- **Exercise prompt**:
Extract the lines that carry the string "NaiveDate" from the listing.

- **Task input**:

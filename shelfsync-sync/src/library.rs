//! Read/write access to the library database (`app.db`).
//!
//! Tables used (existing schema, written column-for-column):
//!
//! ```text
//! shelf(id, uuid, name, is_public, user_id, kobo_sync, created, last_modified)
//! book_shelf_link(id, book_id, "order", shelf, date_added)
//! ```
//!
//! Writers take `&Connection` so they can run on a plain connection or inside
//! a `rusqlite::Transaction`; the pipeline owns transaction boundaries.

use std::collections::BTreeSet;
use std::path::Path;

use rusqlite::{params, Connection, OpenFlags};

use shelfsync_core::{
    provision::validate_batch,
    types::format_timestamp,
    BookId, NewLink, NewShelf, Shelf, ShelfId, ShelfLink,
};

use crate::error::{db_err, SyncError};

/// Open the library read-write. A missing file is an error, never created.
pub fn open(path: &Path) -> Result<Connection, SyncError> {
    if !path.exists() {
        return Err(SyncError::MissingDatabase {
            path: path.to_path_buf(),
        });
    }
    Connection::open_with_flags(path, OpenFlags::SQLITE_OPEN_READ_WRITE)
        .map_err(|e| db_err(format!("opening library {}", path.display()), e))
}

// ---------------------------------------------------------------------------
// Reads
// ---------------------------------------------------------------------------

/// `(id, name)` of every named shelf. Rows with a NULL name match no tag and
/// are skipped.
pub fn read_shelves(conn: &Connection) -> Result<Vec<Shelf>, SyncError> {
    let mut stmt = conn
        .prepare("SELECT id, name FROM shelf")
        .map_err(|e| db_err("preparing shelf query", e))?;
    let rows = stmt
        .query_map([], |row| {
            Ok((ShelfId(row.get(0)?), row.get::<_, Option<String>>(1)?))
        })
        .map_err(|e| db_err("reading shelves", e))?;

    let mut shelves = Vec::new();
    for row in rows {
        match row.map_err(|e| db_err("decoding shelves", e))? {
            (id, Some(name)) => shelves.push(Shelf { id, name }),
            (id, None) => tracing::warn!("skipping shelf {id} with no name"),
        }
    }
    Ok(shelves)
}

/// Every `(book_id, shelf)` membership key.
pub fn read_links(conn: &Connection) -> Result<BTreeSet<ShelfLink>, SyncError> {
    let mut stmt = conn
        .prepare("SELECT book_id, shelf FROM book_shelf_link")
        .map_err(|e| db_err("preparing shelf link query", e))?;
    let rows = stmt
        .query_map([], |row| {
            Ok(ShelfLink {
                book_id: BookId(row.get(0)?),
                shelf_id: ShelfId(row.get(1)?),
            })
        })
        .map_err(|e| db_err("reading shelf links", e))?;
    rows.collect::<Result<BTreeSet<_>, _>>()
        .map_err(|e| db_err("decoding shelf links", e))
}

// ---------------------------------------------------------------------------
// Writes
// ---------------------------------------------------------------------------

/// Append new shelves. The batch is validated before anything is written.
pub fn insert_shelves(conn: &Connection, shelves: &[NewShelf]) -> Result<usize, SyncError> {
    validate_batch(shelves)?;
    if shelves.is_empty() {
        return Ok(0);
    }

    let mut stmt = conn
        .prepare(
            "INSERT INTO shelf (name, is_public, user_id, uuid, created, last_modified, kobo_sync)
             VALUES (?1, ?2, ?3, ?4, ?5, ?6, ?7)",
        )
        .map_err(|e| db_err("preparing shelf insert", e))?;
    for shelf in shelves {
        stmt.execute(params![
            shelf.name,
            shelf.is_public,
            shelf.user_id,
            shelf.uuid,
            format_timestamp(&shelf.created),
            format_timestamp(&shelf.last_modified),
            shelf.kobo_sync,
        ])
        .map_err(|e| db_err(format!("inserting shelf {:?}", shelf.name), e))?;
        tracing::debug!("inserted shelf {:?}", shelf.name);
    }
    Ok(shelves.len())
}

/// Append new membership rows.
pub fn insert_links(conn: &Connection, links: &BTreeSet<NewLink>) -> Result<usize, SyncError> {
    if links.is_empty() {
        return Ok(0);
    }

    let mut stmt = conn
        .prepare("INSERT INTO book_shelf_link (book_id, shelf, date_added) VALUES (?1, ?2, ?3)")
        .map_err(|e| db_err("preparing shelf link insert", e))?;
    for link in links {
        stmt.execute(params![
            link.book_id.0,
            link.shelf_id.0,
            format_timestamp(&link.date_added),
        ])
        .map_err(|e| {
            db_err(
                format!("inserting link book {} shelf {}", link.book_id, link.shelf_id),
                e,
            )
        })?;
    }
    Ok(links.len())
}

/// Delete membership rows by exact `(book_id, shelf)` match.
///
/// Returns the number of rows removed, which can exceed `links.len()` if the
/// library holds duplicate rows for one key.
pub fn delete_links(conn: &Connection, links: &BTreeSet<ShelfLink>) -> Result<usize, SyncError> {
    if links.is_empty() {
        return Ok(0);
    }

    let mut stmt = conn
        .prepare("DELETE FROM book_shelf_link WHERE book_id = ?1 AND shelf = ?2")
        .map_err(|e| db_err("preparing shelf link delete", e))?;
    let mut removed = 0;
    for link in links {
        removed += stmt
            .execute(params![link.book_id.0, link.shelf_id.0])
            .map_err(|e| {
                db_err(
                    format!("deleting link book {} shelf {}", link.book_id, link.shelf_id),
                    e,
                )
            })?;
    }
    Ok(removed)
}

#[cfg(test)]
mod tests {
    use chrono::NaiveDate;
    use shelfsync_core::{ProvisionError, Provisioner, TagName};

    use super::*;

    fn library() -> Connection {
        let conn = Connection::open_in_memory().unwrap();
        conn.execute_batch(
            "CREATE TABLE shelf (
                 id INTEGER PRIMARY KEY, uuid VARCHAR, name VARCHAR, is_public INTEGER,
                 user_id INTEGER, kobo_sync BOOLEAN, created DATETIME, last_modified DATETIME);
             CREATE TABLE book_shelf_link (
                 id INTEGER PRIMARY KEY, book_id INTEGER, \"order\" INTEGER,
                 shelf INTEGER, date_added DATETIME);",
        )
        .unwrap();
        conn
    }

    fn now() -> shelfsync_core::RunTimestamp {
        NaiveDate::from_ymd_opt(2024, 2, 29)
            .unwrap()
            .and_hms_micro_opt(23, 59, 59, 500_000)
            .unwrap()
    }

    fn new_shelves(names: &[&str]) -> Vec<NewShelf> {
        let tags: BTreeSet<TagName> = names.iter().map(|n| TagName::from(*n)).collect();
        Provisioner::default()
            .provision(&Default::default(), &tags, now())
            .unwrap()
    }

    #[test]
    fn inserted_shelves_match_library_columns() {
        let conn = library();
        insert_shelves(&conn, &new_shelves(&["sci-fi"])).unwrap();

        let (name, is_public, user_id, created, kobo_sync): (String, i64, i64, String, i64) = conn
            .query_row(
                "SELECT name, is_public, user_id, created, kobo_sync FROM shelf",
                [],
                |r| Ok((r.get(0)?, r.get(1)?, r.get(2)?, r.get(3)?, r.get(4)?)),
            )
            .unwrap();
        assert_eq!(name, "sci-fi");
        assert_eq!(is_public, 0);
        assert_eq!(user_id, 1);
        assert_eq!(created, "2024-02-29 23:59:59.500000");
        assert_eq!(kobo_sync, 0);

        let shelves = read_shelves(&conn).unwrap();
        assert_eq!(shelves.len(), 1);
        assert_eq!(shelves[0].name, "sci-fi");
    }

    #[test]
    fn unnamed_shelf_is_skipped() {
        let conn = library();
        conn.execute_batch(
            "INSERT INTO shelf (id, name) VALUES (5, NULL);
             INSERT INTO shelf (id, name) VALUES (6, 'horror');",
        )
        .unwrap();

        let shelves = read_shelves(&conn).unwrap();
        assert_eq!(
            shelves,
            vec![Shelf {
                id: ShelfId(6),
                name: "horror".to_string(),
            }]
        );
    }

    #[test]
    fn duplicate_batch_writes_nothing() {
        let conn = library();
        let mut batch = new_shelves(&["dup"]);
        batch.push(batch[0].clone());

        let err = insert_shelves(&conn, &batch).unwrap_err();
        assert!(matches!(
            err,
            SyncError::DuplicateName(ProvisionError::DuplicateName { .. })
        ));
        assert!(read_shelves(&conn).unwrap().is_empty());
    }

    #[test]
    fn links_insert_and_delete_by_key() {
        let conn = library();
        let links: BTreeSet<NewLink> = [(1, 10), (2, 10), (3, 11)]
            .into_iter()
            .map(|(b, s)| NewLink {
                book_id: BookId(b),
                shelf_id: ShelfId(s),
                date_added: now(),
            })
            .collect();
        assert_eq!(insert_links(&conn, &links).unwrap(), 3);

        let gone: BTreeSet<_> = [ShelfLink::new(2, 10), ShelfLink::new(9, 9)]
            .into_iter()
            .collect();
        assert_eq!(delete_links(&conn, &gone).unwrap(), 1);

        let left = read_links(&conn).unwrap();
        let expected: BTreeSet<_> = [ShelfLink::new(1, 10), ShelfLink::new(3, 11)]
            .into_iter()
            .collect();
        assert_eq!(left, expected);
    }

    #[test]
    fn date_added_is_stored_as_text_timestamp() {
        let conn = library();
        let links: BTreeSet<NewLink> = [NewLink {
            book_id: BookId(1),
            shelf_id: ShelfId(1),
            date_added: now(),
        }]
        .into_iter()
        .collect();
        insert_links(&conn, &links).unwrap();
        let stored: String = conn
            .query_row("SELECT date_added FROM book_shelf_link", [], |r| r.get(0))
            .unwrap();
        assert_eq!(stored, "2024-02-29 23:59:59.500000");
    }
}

...

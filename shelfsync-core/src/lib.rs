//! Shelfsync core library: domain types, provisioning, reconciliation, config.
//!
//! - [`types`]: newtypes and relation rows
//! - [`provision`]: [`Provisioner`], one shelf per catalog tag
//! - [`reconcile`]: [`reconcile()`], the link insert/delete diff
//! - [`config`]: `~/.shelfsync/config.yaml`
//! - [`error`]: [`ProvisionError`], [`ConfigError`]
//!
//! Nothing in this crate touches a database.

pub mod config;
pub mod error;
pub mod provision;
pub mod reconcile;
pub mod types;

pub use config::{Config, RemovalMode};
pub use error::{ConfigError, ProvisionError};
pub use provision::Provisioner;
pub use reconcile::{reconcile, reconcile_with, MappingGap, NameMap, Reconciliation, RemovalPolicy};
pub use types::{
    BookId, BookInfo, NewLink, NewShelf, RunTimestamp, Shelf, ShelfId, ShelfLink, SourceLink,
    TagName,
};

- **Solution**:
    use chrono::NaiveDate;
        NaiveDate::from_ymd_opt(2024, 2, 29)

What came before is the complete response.